-------- RECORDS SHOWN --------

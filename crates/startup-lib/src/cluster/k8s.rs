//! Kubernetes implementation of the cluster capability

use super::{ClusterBackend, EndpointStatus, EndpointStream, InstanceStatus, InstanceStream};
use crate::error::ClusterError;
use crate::models::WorkloadSpec;
use async_trait::async_trait;
use futures::{Stream, StreamExt, TryStreamExt};
use k8s_openapi::api::apps::v1::{Deployment, DeploymentSpec};
use k8s_openapi::api::core::v1::{Container, ContainerPort, Pod, PodSpec, PodTemplateSpec};
use k8s_openapi::apimachinery::pkg::apis::meta::v1::{LabelSelector, ObjectMeta};
use kube::api::{ApiResource, DynamicObject, GroupVersionKind, ListParams, PostParams};
use kube::runtime::{watcher, WatchStreamExt};
use kube::{Api, Client};
use serde::Deserialize;
use tracing::{debug, info};

/// Name of the single container in the workload pod
const CONTAINER_NAME: &str = "health-server";

/// Kubernetes-backed cluster capability
///
/// Built once at process start and shared read-only by every run.
#[derive(Clone)]
pub struct KubeCluster {
    client: Client,
    namespace: String,
}

impl KubeCluster {
    pub fn new(client: Client, namespace: impl Into<String>) -> Self {
        Self {
            client,
            namespace: namespace.into(),
        }
    }

    /// Connect using in-cluster configuration or the local kubeconfig
    pub async fn try_default(namespace: impl Into<String>) -> Result<Self, ClusterError> {
        let client = Client::try_default().await?;
        let cluster = Self::new(client, namespace);
        info!(namespace = %cluster.namespace, "Connected to cluster API");
        Ok(cluster)
    }

    pub fn namespace(&self) -> &str {
        &self.namespace
    }

    fn deployments(&self) -> Api<Deployment> {
        Api::namespaced(self.client.clone(), &self.namespace)
    }

    fn pods(&self) -> Api<Pod> {
        Api::namespaced(self.client.clone(), &self.namespace)
    }

    fn endpoints(&self) -> Api<DynamicObject> {
        Api::namespaced_with(
            self.client.clone(),
            &self.namespace,
            &cilium_endpoint_resource(),
        )
    }
}

#[async_trait]
impl ClusterBackend for KubeCluster {
    async fn create_workload(&self, spec: &WorkloadSpec) -> Result<(), ClusterError> {
        let deployment = build_deployment(spec);
        self.deployments()
            .create(&PostParams::default(), &deployment)
            .await?;
        debug!(workload = %spec.name, namespace = %self.namespace, "Deployment accepted");
        Ok(())
    }

    async fn watch_instances(&self, selector: &str) -> Result<InstanceStream, ClusterError> {
        let config = watcher::Config::default().labels(selector);
        let stream = watcher(self.pods(), config)
            .applied_objects()
            .map_ok(|pod| instance_status(&pod))
            .map_err(ClusterError::from)
            .boxed();
        Ok(stream)
    }

    async fn list_instances(&self, selector: &str) -> Result<Vec<InstanceStatus>, ClusterError> {
        let params = ListParams::default().labels(selector);
        let pods = self.pods().list(&params).await?;
        Ok(pods.items.iter().map(instance_status).collect())
    }

    async fn watch_endpoints(&self, selector: &str) -> Result<EndpointStream, ClusterError> {
        let config = watcher::Config::default().labels(selector);
        let objects = watcher(self.endpoints(), config)
            .applied_objects()
            .map_err(ClusterError::from);
        Ok(endpoint_events(objects))
    }
}

/// Decode raw CiliumEndpoint objects; a malformed status ends up as an
/// error item on the stream
fn endpoint_events<S>(objects: S) -> EndpointStream
where
    S: Stream<Item = Result<DynamicObject, ClusterError>> + Send + 'static,
{
    objects
        .and_then(|obj| futures::future::ready(endpoint_status(&obj)))
        .boxed()
}

/// Build the single-replica deployment for a workload
pub fn build_deployment(spec: &WorkloadSpec) -> Deployment {
    Deployment {
        metadata: ObjectMeta {
            name: Some(spec.name.clone()),
            labels: Some(spec.labels.clone()),
            ..Default::default()
        },
        spec: Some(DeploymentSpec {
            replicas: Some(1),
            selector: LabelSelector {
                match_labels: Some(spec.labels.clone()),
                ..Default::default()
            },
            template: PodTemplateSpec {
                metadata: Some(ObjectMeta {
                    labels: Some(spec.labels.clone()),
                    ..Default::default()
                }),
                spec: Some(PodSpec {
                    containers: vec![Container {
                        name: CONTAINER_NAME.to_string(),
                        image: Some(spec.image.clone()),
                        image_pull_policy: Some("IfNotPresent".to_string()),
                        ports: Some(vec![ContainerPort {
                            container_port: i32::from(spec.port),
                            ..Default::default()
                        }]),
                        ..Default::default()
                    }],
                    ..Default::default()
                }),
            },
            ..Default::default()
        }),
        ..Default::default()
    }
}

/// API resource for Cilium's per-pod endpoint records
pub fn cilium_endpoint_resource() -> ApiResource {
    let gvk = GroupVersionKind::gvk("cilium.io", "v2", "CiliumEndpoint");
    ApiResource::from_gvk_with_plural(&gvk, "ciliumendpoints")
}

fn instance_status(pod: &Pod) -> InstanceStatus {
    let status = pod.status.as_ref();
    InstanceStatus {
        name: pod.metadata.name.clone().unwrap_or_default(),
        phase: status.and_then(|s| s.phase.clone()),
        address: status.and_then(|s| s.pod_ip.clone()),
    }
}

#[derive(Debug, Default, Deserialize)]
struct CiliumEndpointStatus {
    #[serde(default)]
    networking: Option<EndpointNetworking>,
}

#[derive(Debug, Default, Deserialize)]
struct EndpointNetworking {
    #[serde(default)]
    addressing: Vec<AddressPair>,
}

#[derive(Debug, Default, Deserialize)]
struct AddressPair {
    #[serde(default)]
    ipv4: Option<String>,
}

fn endpoint_status(obj: &DynamicObject) -> Result<EndpointStatus, ClusterError> {
    let name = obj.metadata.name.clone().unwrap_or_default();

    let status: CiliumEndpointStatus = match obj.data.get("status") {
        Some(value) => serde_json::from_value(value.clone()).map_err(|e| {
            ClusterError::decode(format!("CiliumEndpoint {} status: {}", name, e))
        })?,
        None => CiliumEndpointStatus::default(),
    };

    let ipv4 = status
        .networking
        .map(|n| {
            n.addressing
                .into_iter()
                .map(|pair| pair.ipv4.unwrap_or_default())
                .collect()
        })
        .unwrap_or_default();

    Ok(EndpointStatus { name, ipv4 })
}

--------

- **WORK INSTRUCTIONS**:
Among the lines of the data, which ones contain the word "ClusterBackend"? Show them.

- **EXERCISE OUTPUT**:
use super::{ClusterBackend, EndpointStatus, EndpointStream, InstanceStatus, InstanceStream};
impl ClusterBackend for KubeCluster {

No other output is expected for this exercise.